The answer must be every line below that holds the word "point".

Collected data:

++++++++

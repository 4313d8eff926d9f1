//! ABI encoders and decoders for the handful of contract calls the account
//! layer needs: ERC-20 tokens, the swap router, the entry point, the account
//! factory and the account's own `execute`.

use ethers::abi::{self, ParamType, Token};
use ethers::types::{Address, Bytes, H256, U256};
use ethers::utils::id;

use crate::error::CallDecodeError;

/// Function signatures, used to derive selectors.
pub mod signatures {
    /// ERC-20 `approve`
    pub const APPROVE: &str = "approve(address,uint256)";
    /// ERC-20 `transfer`
    pub const TRANSFER: &str = "transfer(address,uint256)";
    /// Test-token `mint`
    pub const MINT: &str = "mint(address,uint256)";
    /// ERC-20 `balanceOf`
    pub const BALANCE_OF: &str = "balanceOf(address)";
    /// ERC-20 `decimals`
    pub const DECIMALS: &str = "decimals()";
    /// Router swap with a caller supplied minimum output
    pub const SWAP_EXACT: &str = "swapExact(address,address,uint256,uint256)";
    /// Router reserve for one token
    pub const GET_RESERVE: &str = "getReserve(address)";
    /// Entry point nonce query
    pub const GET_NONCE: &str = "getNonce(address,uint192)";
    /// Account single-call execution
    pub const EXECUTE: &str = "execute(bytes32,bytes)";
    /// Account factory deployment
    pub const CREATE_ACCOUNT: &str = "createAccount(address,uint256,bytes32)";
}

/// A single call made by the account.
#[derive(Debug, Clone, PartialEq, Eq)]
pub struct SingleCall {
    /// Contract being called
    pub target: Address,
    /// Native value forwarded
    pub value: U256,
    /// Call data for the target
    pub data: Bytes,
}

/// Decoded token / router call, as understood by the planner.
#[derive(Debug, Clone, PartialEq, Eq)]
pub enum TokenCall {
    /// `approve(spender, amount)`
    Approve {
        /// Address allowed to spend
        spender: Address,
        /// Allowance
        amount: U256,
    },
    /// `transfer(to, amount)`
    Transfer {
        /// Recipient
        to: Address,
        /// Amount moved
        amount: U256,
    },
    /// `mint(to, amount)`
    Mint {
        /// Recipient
        to: Address,
        /// Amount minted
        amount: U256,
    },
    /// `swapExact(tokenIn, tokenOut, amountIn, minOut)`
    SwapExact {
        /// Token sold
        token_in: Address,
        /// Token bought
        token_out: Address,
        /// Amount sold
        amount_in: U256,
        /// Minimum acceptable output
        min_out: U256,
    },
}

fn encode_call(signature: &str, args: &[Token]) -> Bytes {
    let mut data = id(signature).to_vec();
    data.extend(abi::encode(args));
    data.into()
}

/// ERC-20 `approve(spender, amount)`
pub fn approve(spender: Address, amount: U256) -> Bytes {
    encode_call(
        signatures::APPROVE,
        &[Token::Address(spender), Token::Uint(amount)],
    )
}

/// ERC-20 `transfer(to, amount)`
pub fn transfer(to: Address, amount: U256) -> Bytes {
    encode_call(
        signatures::TRANSFER,
        &[Token::Address(to), Token::Uint(amount)],
    )
}

/// Test-token `mint(to, amount)`
pub fn mint(to: Address, amount: U256) -> Bytes {
    encode_call(signatures::MINT, &[Token::Address(to), Token::Uint(amount)])
}

/// ERC-20 `balanceOf(owner)`
pub fn balance_of(owner: Address) -> Bytes {
    encode_call(signatures::BALANCE_OF, &[Token::Address(owner)])
}

/// ERC-20 `decimals()`
pub fn decimals() -> Bytes {
    encode_call(signatures::DECIMALS, &[])
}

/// Router `swapExact(tokenIn, tokenOut, amountIn, minOut)`
pub fn swap_exact(token_in: Address, token_out: Address, amount_in: U256, min_out: U256) -> Bytes {
    encode_call(
        signatures::SWAP_EXACT,
        &[
            Token::Address(token_in),
            Token::Address(token_out),
            Token::Uint(amount_in),
            Token::Uint(min_out),
        ],
    )
}

/// Router `getReserve(token)`
pub fn get_reserve(token: Address) -> Bytes {
    encode_call(signatures::GET_RESERVE, &[Token::Address(token)])
}

/// Entry point `getNonce(sender, key)`
pub fn get_nonce(sender: Address, key: U256) -> Bytes {
    encode_call(
        signatures::GET_NONCE,
        &[Token::Address(sender), Token::Uint(key)],
    )
}

/// Factory `createAccount(owner, index, versionHash)`
pub fn create_account(owner: Address, index: U256, version_hash: H256) -> Bytes {
    encode_call(
        signatures::CREATE_ACCOUNT,
        &[
            Token::Address(owner),
            Token::Uint(index),
            Token::FixedBytes(version_hash.as_bytes().to_vec()),
        ],
    )
}

/// Account `execute(mode, target ‖ value ‖ data)` with the default
/// single-call mode (all zero).
pub fn execute(call: &SingleCall) -> Bytes {
    let mut packed = Vec::with_capacity(20 + 32 + call.data.len());
    packed.extend_from_slice(call.target.as_bytes());
    let mut value = [0u8; 32];
    call.value.to_big_endian(&mut value);
    packed.extend_from_slice(&value);
    packed.extend_from_slice(&call.data);
    encode_call(
        signatures::EXECUTE,
        &[Token::FixedBytes(vec![0u8; 32]), Token::Bytes(packed)],
    )
}

fn split_selector(data: &[u8]) -> Result<([u8; 4], &[u8]), CallDecodeError> {
    if data.len() < 4 {
        return Err(CallDecodeError::TooShort(data.len()));
    }
    let mut selector = [0u8; 4];
    selector.copy_from_slice(&data[..4]);
    Ok((selector, &data[4..]))
}

fn decode_args(types: &[ParamType], args: &[u8]) -> Result<Vec<Token>, CallDecodeError> {
    abi::decode(types, args).map_err(|e| CallDecodeError::InvalidArguments(e.to_string()))
}

fn address_arg(token: Option<&Token>) -> Result<Address, CallDecodeError> {
    token
        .cloned()
        .and_then(Token::into_address)
        .ok_or_else(|| CallDecodeError::InvalidArguments("expected address".into()))
}

fn uint_arg(token: Option<&Token>) -> Result<U256, CallDecodeError> {
    token
        .cloned()
        .and_then(Token::into_uint)
        .ok_or_else(|| CallDecodeError::InvalidArguments("expected uint".into()))
}

/// Decode account `execute` call data back into the wrapped call.
pub fn decode_execute(data: &[u8]) -> Result<SingleCall, CallDecodeError> {
    let (selector, args) = split_selector(data)?;
    if selector != id(signatures::EXECUTE) {
        return Err(CallDecodeError::UnknownSelector(ethers::utils::hex::encode(
            selector,
        )));
    }
    let tokens = decode_args(&[ParamType::FixedBytes(32), ParamType::Bytes], args)?;
    let packed = tokens
        .get(1)
        .cloned()
        .and_then(Token::into_bytes)
        .ok_or_else(|| CallDecodeError::InvalidArguments("expected bytes".into()))?;
    if packed.len() < 52 {
        return Err(CallDecodeError::TooShort(packed.len()));
    }
    Ok(SingleCall {
        target: Address::from_slice(&packed[..20]),
        value: U256::from_big_endian(&packed[20..52]),
        data: packed[52..].to_vec().into(),
    })
}

/// Decode the token and router calls the planner emits.
pub fn decode_token_call(data: &[u8]) -> Result<TokenCall, CallDecodeError> {
    use ParamType::{Address as A, Uint};

    let (selector, args) = split_selector(data)?;
    if selector == id(signatures::APPROVE) {
        let tokens = decode_args(&[A, Uint(256)], args)?;
        Ok(TokenCall::Approve {
            spender: address_arg(tokens.first())?,
            amount: uint_arg(tokens.get(1))?,
        })
    } else if selector == id(signatures::TRANSFER) {
        let tokens = decode_args(&[A, Uint(256)], args)?;
        Ok(TokenCall::Transfer {
            to: address_arg(tokens.first())?,
            amount: uint_arg(tokens.get(1))?,
        })
    } else if selector == id(signatures::MINT) {
        let tokens = decode_args(&[A, Uint(256)], args)?;
        Ok(TokenCall::Mint {
            to: address_arg(tokens.first())?,
            amount: uint_arg(tokens.get(1))?,
        })
    } else if selector == id(signatures::SWAP_EXACT) {
        let tokens = decode_args(&[A, A, Uint(256), Uint(256)], args)?;
        Ok(TokenCall::SwapExact {
            token_in: address_arg(tokens.first())?,
            token_out: address_arg(tokens.get(1))?,
            amount_in: uint_arg(tokens.get(2))?,
            min_out: uint_arg(tokens.get(3))?,
        })
    } else {
        Err(CallDecodeError::UnknownSelector(ethers::utils::hex::encode(
            selector,
        )))
    }
}

/// Decode a single `uint256` return value.
pub fn decode_uint(output: &[u8]) -> Result<U256, CallDecodeError> {
    let tokens = decode_args(&[ParamType::Uint(256)], output)?;
    uint_arg(tokens.first())
}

++++++++

__Answer section__.
//! layer needs: ERC-20 tokens, the swap router, the entry point, the account
    /// Entry point nonce query
/// Entry point `getNonce(sender, key)`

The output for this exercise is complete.